I'm sure I'm missing something pretty obvious, but I can't for the life of me stop my pysqlite scripts crashing out with a database is locked error. I have two scripts, one to load data into the database, and one to read data out, but both will frequently, and instantly, crash depending on what the other is doing with the database at any given time. I've got the timeout on both scripts set to 30 seconds:
cx = sqlite.connect("database.sql", timeout=30.0)
And think I can see some evidence of the timeouts in that I get what appears to be a timing stamp (e.g 0.12343827e-06 0.1 - and how do I stop that being printed?) dumped occasionally in the middle of my Curses formatted output screen, but no delay that ever gets remotely near the 30 second timeout, but still one of the other keeps crashing again and again from this. I'm running RHEL 5.4 on a 64-bit 4 CPU HS21 IBM blade, and have heard some mention about issues about multi-threading and am not sure if this might be relevant. Packages in use are sqlite-3.3.6-5 and python-sqlite-1.1.7-1.2.1, and upgrading to newer versions outside of Red Hat's official provisions is not a great option for me. Possible, but not desirable due to the environment in general.
I have had autocommit=1
on previously in both scripts, but have since disabled on both, and I am now cx.commit()

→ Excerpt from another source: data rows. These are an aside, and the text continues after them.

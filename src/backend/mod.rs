//! Off-chain backend index integration.
//!
//! # Data Flow
//! ```text
//! workflow polling
//!     → client.rs (BackendIndexClient contract)
//!     → http.rs (REST implementation)
//!     → ResourceStatus { Found(BackendView) | NotFoundYet }
//! ```
//!
//! # Design Decisions
//! - The backend is eventually consistent and never authoritative
//! - A present-but-stale view is treated as "not ready"

pub mod client;
pub mod http;
pub mod types;

pub use client::BackendIndexClient;
pub use http::HttpBackendIndexClient;
pub use types::{BackendError, BackendView, ResourceStatus};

ing on the inserting script and not committing on the select script. Ultimately as I only ever have one script actually making any modifications, I don't really see why this locking should ever happen. I have noticed that this is significantly worse over time when the database has gotten larger. It was recently at 13 MB with 3 equal sized tables, which was about 1 day's worth of data. Creating a new file has significantly improved this, which seems understandable, but the timeout ultimately just doesn't seem to be being obeyed.
Any pointers very much appreciated.
EDIT: since asking I have been able to restructure my code slightly and use a signal to periodically write between 0 and 150 updates in one transaction every 5 seconds. This has significantly reduced the occurrences of the locking, to less than one an hour as opposed to once every minute or so. I guess I could go further by ensuring the times I write data are offset by a few seconds as I read data in the other script, but fundamentally I'm working around an issue as I percieve it, making a timeout not required, which doesn't seem right still. Ta.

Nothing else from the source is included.